Marco Arosio is a collector and connoisseur, who has dedicated his life to the search for antiques that will make one’s heart skip a beat. And Villa Singer, his home in Gorla, Milan, is filled with evidence of his years in the business. Built in the early 1900s by an Austrian nobleman, after whom the villa is named, the property was used as both a residence and a laboratory for creating perfumes.
Overlooking the banks of the Martesana Canal, there are locals who still remember the barges that docked to unload crates of dried roots, ready to be processed for the production of fragrances. In the early 1900s, the area was a charming village-like suburb full of Liberty-style buildings such as Villa Singer, with lots of greenery and lovely views, and known as Little Paris.
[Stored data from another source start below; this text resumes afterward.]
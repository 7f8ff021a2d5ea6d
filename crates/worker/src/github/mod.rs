//! Repository API access
//!
//! This module provides:
//! - [`RepositoryApi`] trait used by the crawl handlers
//! - [`GithubClient`] over HTTP
//! - [`InMemoryRepositoryApi`] for testing

mod client;
mod memory;
mod types;

pub use client::{ApiError, GithubClient, RepositoryApi};
pub use memory::{
    commit_path, commits_path, first_commits_path, listing_path, repo_path, InMemoryRepositoryApi,
};
pub use types::{
    Account, CommitDetail, CommitFile, CommitStats, CommitSummary, GitActor, GitCommit, Page,
    PageLinks, RateLimit, RepoDetail, RepoSummary,
};
//! Storage records built from API responses

use std::sync::LazyLock;

use chrono::{DateTime, Utc};
use regex::Regex;
use serde::{Deserialize, Serialize};
use tracing::error;

use crate::github::{CommitDetail, CommitFile, RepoDetail};

/// Paths that count as test code
static TEST_PATH: LazyLock<Result<Regex, regex::Error>> =
    LazyLock::new(|| Regex::new(r"(^test|[^a-zA-Z]+test|Test)"));

/// Whether a file path looks like test code
pub fn is_test_path(path: &str) -> Result<bool, regex::Error> {
    match &*TEST_PATH {
        Ok(re) => Ok(re.is_match(path)),
        Err(e) => Err(e.clone()),
    }
}

/// Row in `repos`, keyed by `id`
#[derive(Debug, Clone, PartialEq, Eq, Serialize, Deserialize)]
pub struct RepoRecord {
    pub id: i64,
    pub owner_login: Option<String>,
    pub owner_id: Option<i64>,
    pub name: Option<String>,
    pub full_name: Option<String>,
    pub language: Option<String>,
    pub forks_count: Option<i64>,
    pub stargazers_count: Option<i64>,
    pub watchers_count: Option<i64>,
    pub subscribers_count: Option<i64>,
    pub size: Option<i64>,
    pub has_issues: Option<bool>,
    pub has_wiki: Option<bool>,
    pub has_pages: Option<bool>,
    pub has_downloads: Option<bool>,
    pub pushed_at: Option<DateTime<Utc>>,
    pub created_at: Option<DateTime<Utc>>,
    pub updated_at: Option<DateTime<Utc>>,
}

impl RepoRecord {
    /// Build a record, or `None` for forks and repositories without an id
    pub fn from_detail(detail: &RepoDetail) -> Option<Self> {
        if detail.fork {
            return None;
        }
        let id = detail.id?;
        let owner = detail.owner.clone().unwrap_or_default();

        Some(Self {
            id,
            owner_login: owner.login,
            owner_id: owner.id,
            name: detail.name.clone(),
            full_name: detail.full_name.clone(),
            language: detail.language.clone(),
            forks_count: detail.forks_count,
            stargazers_count: detail.stargazers_count,
            watchers_count: detail.watchers_count,
            subscribers_count: detail.subscribers_count,
            size: detail.size,
            has_issues: detail.has_issues,
            has_wiki: detail.has_wiki,
            has_pages: detail.has_pages,
            has_downloads: detail.has_downloads,
            pushed_at: detail.pushed_at,
            created_at: detail.created_at,
            updated_at: detail.updated_at,
        })
    }
}

/// Additions, deletions and changes summed over test files
#[derive(Debug, Clone, Copy, Default, PartialEq, Eq, Serialize, Deserialize)]
pub struct TestChurn {
    pub additions: i64,
    pub deletions: i64,
    pub changes: i64,
}

impl TestChurn {
    pub fn from_files(files: &[CommitFile]) -> Result<Self, regex::Error> {
        let mut churn = TestChurn::default();
        for file in files {
            let Some(name) = file.filename.as_deref() else {
                continue;
            };
            if is_test_path(name)? {
                churn.additions += file.additions;
                churn.deletions += file.deletions;
                churn.changes += file.changes;
            }
        }
        Ok(churn)
    }
}

/// Row in `commits`, keyed by `sha`
#[derive(Debug, Clone, PartialEq, Eq, Serialize, Deserialize)]
pub struct CommitRecord {
    pub sha: String,
    pub repo_id: i64,
    pub author_name: Option<String>,
    pub author_email: Option<String>,
    pub author_date: Option<DateTime<Utc>>,
    pub committer_name: Option<String>,
    pub committer_email: Option<String>,
    pub committer_date: Option<DateTime<Utc>>,
    pub author_login: Option<String>,
    pub author_id: Option<i64>,
    pub committer_login: Option<String>,
    pub committer_id: Option<i64>,
    pub additions: Option<i64>,
    pub deletions: Option<i64>,
    pub total: Option<i64>,
    pub test_additions: Option<i64>,
    pub test_deletions: Option<i64>,
    pub test_changes: Option<i64>,
}

impl CommitRecord {
    /// Build a record, or `None` when the response has no sha
    ///
    /// Test churn is left empty when the response lists no files or the
    /// test path pattern cannot be compiled.
    pub fn from_detail(repo_id: i64, detail: &CommitDetail) -> Option<Self> {
        let sha = detail.sha.clone()?;
        let git = detail.commit.clone().unwrap_or_default();
        let git_author = git.author.unwrap_or_default();
        let git_committer = git.committer.unwrap_or_default();
        let author = detail.author.clone().unwrap_or_default();
        let committer = detail.committer.clone().unwrap_or_default();
        let stats = detail.stats.clone().unwrap_or_default();
        let churn = match detail.files.as_deref().map(TestChurn::from_files).transpose() {
            Ok(churn) => churn,
            Err(e) => {
                error!(sha = %sha, error = %e, "invalid test path pattern, test churn left empty");
                None
            }
        };

        Some(Self {
            sha,
            repo_id,
            author_name: git_author.name,
            author_email: git_author.email,
            author_date: git_author.date,
            committer_name: git_committer.name,
            committer_email: git_committer.email,
            committer_date: git_committer.date,
            author_login: author.login,
            author_id: author.id,
            committer_login: committer.login,
            committer_id: committer.id,
            additions: stats.additions,
            deletions: stats.deletions,
            total: stats.total,
            test_additions: churn.map(|c| c.additions),
            test_deletions: churn.map(|c| c.deletions),
            test_changes: churn.map(|c| c.changes),
        })
    }
}

#[cfg(test)]
mod tests {
    use super::*;
    use crate::github::{Account, CommitStats};

    fn file(name: &str, additions: i64, deletions: i64, changes: i64) -> CommitFile {
        CommitFile {
            filename: Some(name.to_string()),
            additions,
            deletions,
            changes,
        }
    }

    #[test]
    fn test_path_pattern_compiles() {
        assert!(TEST_PATH.is_ok());
    }

    #[test]
    fn test_path_classification() {
        assert!(is_test_path("test_foo.py").unwrap());
        assert!(is_test_path("src/test/Main.java").unwrap());
        assert!(is_test_path("lib/foo_test.go").unwrap());
        assert!(is_test_path("FooTest.java").unwrap());
        assert!(!is_test_path("src/main.py").unwrap());
        assert!(!is_test_path("contest.rs").unwrap());
        assert!(!is_test_path("README.md").unwrap());
    }

    #[test]
    fn test_churn_counts_only_test_files() {
        let churn = TestChurn::from_files(&[
            file("src/main.py", 10, 2, 12),
            file("test_foo.py", 5, 1, 6),
        ])
        .unwrap();
        assert_eq!(
            churn,
            TestChurn {
                additions: 5,
                deletions: 1,
                changes: 6
            }
        );
    }

    #[test]
    fn test_fork_is_not_recorded() {
        let detail = RepoDetail {
            id: Some(5),
            fork: true,
            ..Default::default()
        };
        assert!(RepoRecord::from_detail(&detail).is_none());

        let no_id = RepoDetail::default();
        assert!(RepoRecord::from_detail(&no_id).is_none());
    }

    #[test]
    fn test_repo_record_copies_owner() {
        let detail = RepoDetail {
            id: Some(5),
            name: Some("grit".into()),
            owner: Some(Account {
                login: Some("mojombo".into()),
                id: Some(1),
            }),
            stargazers_count: Some(1900),
            ..Default::default()
        };

        let record = RepoRecord::from_detail(&detail).unwrap();
        assert_eq!(record.id, 5);
        assert_eq!(record.owner_login.as_deref(), Some("mojombo"));
        assert_eq!(record.owner_id, Some(1));
        assert_eq!(record.stargazers_count, Some(1900));
    }

    #[test]
    fn test_commit_record_without_files_has_no_churn() {
        let detail = CommitDetail {
            sha: Some("abc".into()),
            stats: Some(CommitStats {
                additions: Some(3),
                deletions: Some(1),
                total: Some(4),
            }),
            ..Default::default()
        };

        let record = CommitRecord::from_detail(9, &detail).unwrap();
        assert_eq!(record.repo_id, 9);
        assert_eq!(record.total, Some(4));
        assert_eq!(record.test_additions, None);
        assert!(CommitRecord::from_detail(9, &CommitDetail::default()).is_none());
    }
}
use anyhow::{Context, Result};
use repocrawl_worker::telemetry::{init_telemetry, TelemetryConfig};
use repocrawl_worker::{CrawlWorker, WorkerConfig};
use tokio::sync::watch;

#[tokio::main(flavor = "current_thread")]
async fn main() -> Result<()> {
    let _ = dotenvy::dotenv();

    // Configure via environment variables:
    // - RUST_LOG or LOG_LEVEL: Log filter (default: "repocrawl_worker=info")
    let telemetry_config = TelemetryConfig::from_env();
    init_telemetry(telemetry_config);

    tracing::info!("repocrawl-worker starting...");

    let config = WorkerConfig::from_env().context("Failed to load worker configuration")?;

    tracing::info!(
        worker_id = %config.worker_id,
        github_api = %config.github_api,
        initial_crawl = config.initial_crawl,
        max_workers = config.max_workers,
        "Starting crawl worker"
    );

    let worker = CrawlWorker::connect(config)
        .await
        .context("Failed to start crawl worker")?;

    // Ctrl-C stops admission; in-flight tasks still finish and shutdown still scales
    let (stop_tx, stop_rx) = watch::channel(false);
    tokio::spawn(async move {
        if tokio::signal::ctrl_c().await.is_ok() {
            tracing::info!("Received shutdown signal");
            let _ = stop_tx.send(true);
        }
    });

    let summary = worker.run(stop_rx).await;
    tracing::info!(
        admitted = summary.admitted,
        deferred = summary.deferred,
        succeeded = summary.succeeded,
        failed = summary.failed,
        redeferred = summary.redeferred,
        drained = summary.drained,
        "Run finished"
    );

    let report = worker.shutdown().await;
    tracing::info!(
        launched = report.launched.len(),
        scaled = report.scaled,
        "Worker shutdown complete"
    );
    Ok(())
}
Marco’s great-grandfather fell in love with the area and bought Villa Singer in 1934. Here, his grandmother painted en plein air, and the house became a gathering place for fellow artists who came to paint and discuss art. This idyll ended abruptly with the Second World War, and in 1944 an American bombing raid devastated the district.
Gorla never quite recovered its bucolic charm and is now regarded as a somewhat notorious postcode, but it remains a creative district filled with artisans. Marco describes the area as ‘a corner of great tranquility but also great vitality – that Milanese industriousness made up of specialised workshops.’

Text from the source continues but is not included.